### TASK STATEMENT
Please retype the material beneath this task exactly, starting with its first line and finishing with the line containing "the one-order-per-building rule.".

==== RECORDS SHOWN

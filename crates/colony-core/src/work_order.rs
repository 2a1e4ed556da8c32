use crate::id::{BlockPos, WorkOrderId};
use serde::{Deserialize, Serialize};
use slotmap::SlotMap;

/// Work-order level reported when a building has no open order.
pub const NO_WORK_ORDER: u32 = 0;

/// An upgrade or repair job for one building.
#[derive(Debug, Clone, PartialEq, Eq, Serialize, Deserialize)]
pub struct WorkOrder {
    pub building: BlockPos,
    /// Level the building will have once the job completes.
    pub target_level: u32,
}

/// Per-building work-order state, derived from the colony's open orders.
#[derive(Debug, Clone, Copy, PartialEq, Eq)]
pub enum WorkOrderState {
    None,
    Upgrading(u32),
    Repairing,
}

impl WorkOrderState {
    /// Classify an order level against the building's current level.
    pub fn from_levels(current_level: u32, order_level: u32) -> Self {
        if order_level == NO_WORK_ORDER {
            WorkOrderState::None
        } else if order_level > current_level {
            WorkOrderState::Upgrading(order_level)
        } else {
            WorkOrderState::Repairing
        }
    }
}

/// The colony's set of open work orders.
#[derive(Debug, Clone, Default, Serialize, Deserialize)]
pub struct WorkManager {
    orders: SlotMap<WorkOrderId, WorkOrder>,
}

impl WorkManager {
    pub fn new() -> Self {
        Self::default()
    }

    /// Open a new order. Callers enforce the one-order-per-building rule.
    pub fn add(&mut self, building: BlockPos, target_level: u32) -> WorkOrderId {
        self.orders.insert(WorkOrder {
            building,
            target_level,
        })
    }

    pub fn remove(&mut self, id: WorkOrderId) -> Option<WorkOrder> {
        self.orders.remove(id)
    }

    pub fn get(&self, id: WorkOrderId) -> Option<&WorkOrder> {
        self.orders.get(id)
    }

    /// The open order for the building at `building`, if any.
    pub fn order_for(&self, building: BlockPos) -> Option<(WorkOrderId, &WorkOrder)> {
        self.orders.iter().find(|(_, o)| o.building == building)
    }

    /// Target level of the building's open order, or [`NO_WORK_ORDER`].
    pub fn level_for(&self, building: BlockPos) -> u32 {
        self.order_for(building)
            .map(|(_, o)| o.target_level)
            .unwrap_or(NO_WORK_ORDER)
    }

    pub fn iter(&self) -> impl Iterator<Item = (WorkOrderId, &WorkOrder)> {
        self.orders.iter()
    }

    pub fn len(&self) -> usize {
        self.orders.len()
    }

    pub fn is_empty(&self) -> bool {
        self.orders.is_empty()
    }
}
impl BuildingRecord {
    /// A fresh level-0 building. Prefer [`BuildingKind::construct`].
    pub fn new(kind: BuildingKind, colony: ColonyId, location: BlockPos) -> Self {
        Self {
            kind,
            colony,
            location,
            level: 0,
            max_level: kind.max_level(),
            rotation: 0,
            style: DEFAULT_STYLE.to_string(),
            containers: Vec::new(),
            dirty: false,
            requests: RequestIndex::new(),
        }
    }

    /// Lower the level cap below the kind's maximum (never above it). The
    /// cap is not persisted, so this only exists for fixtures.
    #[cfg(any(test, feature = "test-utils"))]
    pub fn with_max_level(mut self, max_level: u32) -> Self {
        self.max_level = max_level.min(self.kind.max_level());
        self.level = self.level.min(self.max_level);
        self
    }

    pub fn kind(&self) -> BuildingKind {
        self.kind
    }

    pub fn colony(&self) -> ColonyId {
        self.colony
    }

    /// The building's identity within its colony.
    pub fn location(&self) -> BlockPos {
        self.location
    }

    pub fn level(&self) -> u32 {
        self.level
    }

    pub fn max_level(&self) -> u32 {
        self.max_level
    }

    pub fn rotation(&self) -> u8 {
        self.rotation
    }

    pub fn style(&self) -> &str {
        &self.style
    }

    pub fn schematic_name(&self) -> &'static str {
        self.kind.schematic_name()
    }

    pub fn is_matching_trigger(&self, registry: &TypeRegistry, trigger: &TriggerKey) -> bool {
        registry.matches_trigger(self.kind, trigger)
    }

    // -----------------------------------------------------------------------
    // Dirty tracking and plain state
    // -----------------------------------------------------------------------

    pub fn is_dirty(&self) -> bool {
        self.dirty
    }

    /// Flag the building as changed and tell the colony.
    pub fn mark_dirty(&mut self, ctx: &mut BuildingContext<'_>) {
        self.dirty = true;
        ctx.dirty.mark_building(self.location);
    }

    /// Reset the local flag only.
    pub fn clear_dirty(&mut self) {
        self.dirty = false;
    }

    /// Returns false (and changes nothing) if `level` exceeds the max level.
    pub fn set_level(&mut self, level: u32, ctx: &mut BuildingContext<'_>) -> bool {
        if level > self.max_level {
            tracing::debug!(
                building = %self.location,
                level,
                max = self.max_level,
                "ignoring level above max"
            );
            return false;
        }
        self.level = level;
        self.mark_dirty(ctx);
        true
    }

    pub fn set_rotation(&mut self, rotation: u8, ctx: &mut BuildingContext<'_>) -> bool {
        if rotation > MAX_ROTATION {
            return false;
        }
        self.rotation = rotation;
        self.mark_dirty(ctx);
        true
    }

    /// An empty style falls back to [`DEFAULT_STYLE`].
    pub fn set_style(&mut self, style: &str, ctx: &mut BuildingContext<'_>) {
        self.style = normalize_style(style, self.location);
        self.mark_dirty(ctx);
    }

    /// Copy of the secondary container locations, in order.
    pub fn containers(&self) -> Vec<BlockPos> {
        self.containers.clone()
    }

    /// Register a chest as secondary storage. Returns false if already listed.
    pub fn add_container(&mut self, pos: BlockPos, ctx: &mut BuildingContext<'_>) -> bool {
        if self.containers.contains(&pos) {
            return false;
        }
        self.containers.push(pos);
        self.mark_dirty(ctx);
        true
    }

    pub fn remove_container(&mut self, pos: BlockPos, ctx: &mut BuildingContext<'_>) -> bool {
        let before = self.containers.len();
        self.containers.retain(|&c| c != pos);
        if self.containers.len() == before {
            return false;
        }
        self.mark_dirty(ctx);
        true
    }

    // -----------------------------------------------------------------------
    // Persistence
    // -----------------------------------------------------------------------

    /// Decode `data` and apply it. On a decode error the record is unchanged.
    pub fn hydrate_from_persisted(&mut self, data: &[u8]) -> Result<(), HydrateError> {
        let record = PersistedBuilding::decode(data)?;
        self.apply_persisted(&record);
        Ok(())
    }

    /// Apply a persisted record.
    ///
    /// Out-of-range values are repaired rather than rejected: the level is
    /// clamped into `0..=max_level` and the rotation is wrapped into `0..=3`,
    /// each with a warning. Containers are appended in encoded order.
    pub fn apply_persisted(&mut self, record: &PersistedBuilding) {
        let level = u32::try_from(record.level).unwrap_or(0);
        if level > self.max_level {
            tracing::warn!(
                building = %self.location,
                kind = %self.kind,
                level = record.level,
                max = self.max_level,
                "persisted level above max, clamping"
            );
        }
        self.level = level.min(self.max_level);

        let rotation = record.rotation.rem_euclid(i32::from(MAX_ROTATION) + 1);
        if rotation != record.rotation {
            tracing::warn!(
                building = %self.location,
                rotation = record.rotation,
                "persisted rotation out of range, wrapping"
            );
        }
        self.rotation = u8::try_from(rotation).unwrap_or(0);

        self.style = normalize_style(&record.style, self.location);
        self.containers.extend_from_slice(&record.containers);
    }

    pub fn to_persisted(&self, registry: &TypeRegistry) -> Result<PersistedBuilding, SerializeError> {
        let type_name = registry
            .name_of(self.kind)
            .ok_or(SerializeError::UnregisteredKind(self.kind))?;
        Ok(PersistedBuilding {
            type_name: type_name.to_string(),
            location: self.location,
            level: i32::try_from(self.level).unwrap_or(i32::MAX),
            rotation: i32::from(self.rotation),
            style: self.style.clone(),
            containers: self.containers.clone(),
        })
    }

    pub fn serialize_to_persisted(&self, registry: &TypeRegistry) -> Result<Vec<u8>, SerializeError> {
        self.to_persisted(registry)?.encode()
    }

    /// Encode the client view: serialized id, level, max level, work-order level.
    pub fn serialize_to_view(
        &self,
        registry: &TypeRegistry,
        work_orders: &WorkManager,
    ) -> Result<ViewFrame, SerializeError> {
        let id = registry
            .serialized_id_of(self.kind)
            .ok_or(SerializeError::UnregisteredKind(self.kind))?;
        Ok(ViewFrame::new(
            id,
            self.level,
            self.max_level,
            self.current_work_order_level(work_orders),
        ))
    }

    // -----------------------------------------------------------------------
    // Work orders
    // -----------------------------------------------------------------------

    pub fn current_work_order_level(&self, work_orders: &WorkManager) -> u32 {
        work_orders.level_for(self.location)
    }

    pub fn has_work_order(&self, work_orders: &WorkManager) -> bool {
        work_orders.order_for(self.location).is_some()
    }

    pub fn work_order_state(&self, work_orders: &WorkManager) -> WorkOrderState {
        WorkOrderState::from_levels(self.level, self.current_work_order_level(work_orders))
    }

    /// Schedule an upgrade to `level + 1`. Ignored at max level or while an
    /// order is already open.
    pub fn request_upgrade(&mut self, ctx: &mut BuildingContext<'_>) -> Option<WorkOrderId> {
        if self.level >= self.max_level {
            return None;
        }
        self.request_work_order(self.level + 1, ctx)
    }

    /// Schedule a rebuild of the current level. Ignored at level 0 or while
    /// an order is already open.
    pub fn request_repair(&mut self, ctx: &mut BuildingContext<'_>) -> Option<WorkOrderId> {
        if self.level == 0 {
            return None;
        }
        self.request_work_order(self.level, ctx)
    }

    fn request_work_order(
        &mut self,
        target_level: u32,
        ctx: &mut BuildingContext<'_>,
    ) -> Option<WorkOrderId> {
        if ctx.work_manager.order_for(self.location).is_some() {
            return None;
        }
        let id = ctx.work_manager.add(self.location, target_level);
        ctx.events.emit(Event::WorkOrderAdded {
            building: self.location,
            target_level,
        });
        self.mark_dirty(ctx);
        Some(id)
    }

    /// Cancel the open order, if any. Returns whether one was removed.
    pub fn remove_work_order(&mut self, ctx: &mut BuildingContext<'_>) -> bool {
        let Some((id, _)) = ctx.work_manager.order_for(self.location) else {
            return false;
        };
        ctx.work_manager.remove(id);
        ctx.events.emit(Event::WorkOrderRemoved {
            building: self.location,
        });
        self.mark_dirty(ctx);
        true
    }

    /// Called after an upgrade finished and the level was set.
    pub fn on_upgrade_complete(&mut self, new_level: u32, ctx: &mut BuildingContext<'_>) {
        tracing::debug!(building = %self.location, kind = %self.kind, new_level, "upgrade complete");
        ctx.events.emit(Event::UpgradeCompleted {
            building: self.location,
            level: new_level,
        });
    }

    // -----------------------------------------------------------------------
    // Lifecycle
    // -----------------------------------------------------------------------

    /// Tear the building down: run [`on_destroyed`](Self::on_destroyed), drop
    /// the hut contents into the world, then detach from the colony. Returns
    /// the number of stacks dropped.
    pub fn destroy(mut self, ctx: &mut BuildingContext<'_>) -> usize {
        self.on_destroyed(ctx);
        let dropped = self.inventory_bridge().drop_primary_contents(ctx.world);
        if dropped > 0 {
            ctx.events.emit(Event::ItemsDropped {
                building: self.location,
                stacks: dropped,
            });
        }
        ctx.dirty.forget(self.location);
        ctx.dirty.mark_roster();
        ctx.events.emit(Event::BuildingRemoved {
            building: self.location,
            kind: self.kind,
        });
        dropped
    }

    /// Teardown hook: withdraw open requests from the manager and cancel the
    /// open work order.
    pub fn on_destroyed(&mut self, ctx: &mut BuildingContext<'_>) {
        for token in self.requests.clear() {
            ctx.requests.remove(token);
        }
        self.remove_work_order(ctx);
    }

    // -----------------------------------------------------------------------
    // Requests
    // -----------------------------------------------------------------------

    pub fn requests(&self) -> &RequestIndex {
        &self.requests
    }

    /// Submit a worker's need to the colony and track the returned token.
    pub fn create_request(
        &mut self,
        worker: CitizenId,
        payload: Requestable,
        ctx: &mut BuildingContext<'_>,
    ) -> RequestToken {
        let kind = payload.kind();
        let token = ctx.requests.create_and_assign(self.location, worker, payload);
        self.requests.insert(kind, token, worker);
        token
    }

    /// The manager fulfilled or cancelled `token`. Returns whether it was tracked.
    pub fn on_request_resolved(&mut self, token: RequestToken) -> bool {
        self.requests.remove(token).is_some()
    }

    /// A worker left the building: withdraw their requests from the index and
    /// the manager.
    pub fn remove_citizen(&mut self, worker: CitizenId, ctx: &mut BuildingContext<'_>) -> usize {
        let tokens = self.requests.remove_worker(worker);
        for &token in &tokens {
            ctx.requests.remove(token);
        }
        tokens.len()
    }

    /// True iff the worker has no tracked requests. See
    /// [`RequestIndex::has_worker_open_requests`].
    pub fn has_worker_open_requests(&self, worker: CitizenId) -> bool {
        self.requests.has_worker_open_requests(worker)
    }

    /// First delivered but unpicked stack for `worker`.
    pub fn first_unpicked_delivery(
        &self,
        worker: CitizenId,
        requests: &RequestManager,
    ) -> Option<ItemStack> {
        if !self.has_worker_open_requests(worker) {
            return None;
        }
        self.requests
            .tokens_of_worker(worker)
            .iter()
            .filter_map(|&token| requests.get(token))
            .filter(|r| r.state == RequestState::Completed)
            .find_map(|r| r.stack().cloned())
    }

    pub fn needs_anything(&self) -> bool {
        !self.requests.is_empty()
    }

    pub fn are_items_needed(&self) -> bool {
        self.requests.has_kind(RequestKind::Stack)
    }

    /// The first open tool request of `class`.
    pub fn requested_tool(&self, class: ToolClass, requests: &RequestManager) -> Option<ToolRequest> {
        self.requests
            .tokens_of_kind(RequestKind::Tool)
            .iter()
            .filter_map(|&token| requests.get(token))
            .filter_map(|r| r.tool())
            .find(|tool| tool.class == class)
            .copied()
    }

    pub fn requires_tool(&self, class: ToolClass, requests: &RequestManager) -> bool {
        self.requested_tool(class, requests).is_some()
    }

    /// The most urgent tool class with an open request.
    pub fn required_tool(&self, requests: &RequestManager) -> Option<ToolClass> {
        ToolClass::PRIORITY
            .into_iter()
            .find(|&class| self.requires_tool(class, requests))
    }

    pub fn needs_hoe(&self, requests: &RequestManager) -> bool {
        self.requires_tool(ToolClass::Hoe, requests)
    }

    pub fn needs_axe(&self, requests: &RequestManager) -> bool {
        self.requires_tool(ToolClass::Axe, requests)
    }

    pub fn needs_pickaxe(&self, requests: &RequestManager) -> bool {
        self.requires_tool(ToolClass::Pickaxe, requests)
    }

    pub fn needs_shovel(&self, requests: &RequestManager) -> bool {
        self.requires_tool(ToolClass::Shovel, requests)
    }

    pub fn needs_weapon(&self, requests: &RequestManager) -> bool {
        self.requires_tool(ToolClass::Weapon, requests)
    }

    /// Minimum level of the open pickaxe request, if there is one.
    pub fn needed_pickaxe_level(&self, requests: &RequestManager) -> Option<u32> {
        self.requested_tool(ToolClass::Pickaxe, requests)
            .map(|tool| tool.min_level)
    }

    // -----------------------------------------------------------------------
    // Inventory
    // -----------------------------------------------------------------------

    pub fn inventory_bridge(&self) -> InventoryBridge<'_> {
        InventoryBridge::new(self.location, &self.containers)
    }

    pub fn transfer_stack(&self, stack: &mut ItemStack, world: &mut dyn World) -> bool {
        self.inventory_bridge().transfer_stack(stack, world)
    }

    pub fn force_transfer_stack(&self, stack: ItemStack, world: &mut dyn World) -> ForcedTransfer {
        self.inventory_bridge().force_transfer_stack(stack, world)
    }
}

========

### REPLY TO THE TASK
filename crates/colony-core/src/work_order.rs
repository 2a1e4ed556da8c32
use crate::id::{BlockPos, WorkOrderId};
use serde::{Deserialize, Serialize};
use slotmap::SlotMap;

/// Work-order level reported when a building has no open order.
pub const NO_WORK_ORDER: u32 = 0;

/// An upgrade or repair job for one building.
#[derive(Debug, Clone, PartialEq, Eq, Serialize, Deserialize)]
pub struct WorkOrder {
    pub building: BlockPos,
    /// Level the building will have once the job completes.
    pub target_level: u32,
}

/// Per-building work-order state, derived from the colony's open orders.
#[derive(Debug, Clone, Copy, PartialEq, Eq)]
pub enum WorkOrderState {
    None,
    Upgrading(u32),
    Repairing,
}

impl WorkOrderState {
    /// Classify an order level against the building's current level.
    pub fn from_levels(current_level: u32, order_level: u32) -> Self {
        if order_level == NO_WORK_ORDER {
            WorkOrderState::None
        } else if order_level > current_level {
            WorkOrderState::Upgrading(order_level)
        } else {
            WorkOrderState::Repairing
        }
    }
}

/// The colony's set of open work orders.
#[derive(Debug, Clone, Default, Serialize, Deserialize)]
pub struct WorkManager {
    orders: SlotMap<WorkOrderId, WorkOrder>,
}

impl WorkManager {
    pub fn new() -> Self {
        Self::default()
    }

    /// Open a new order. Callers enforce the one-order-per-building rule.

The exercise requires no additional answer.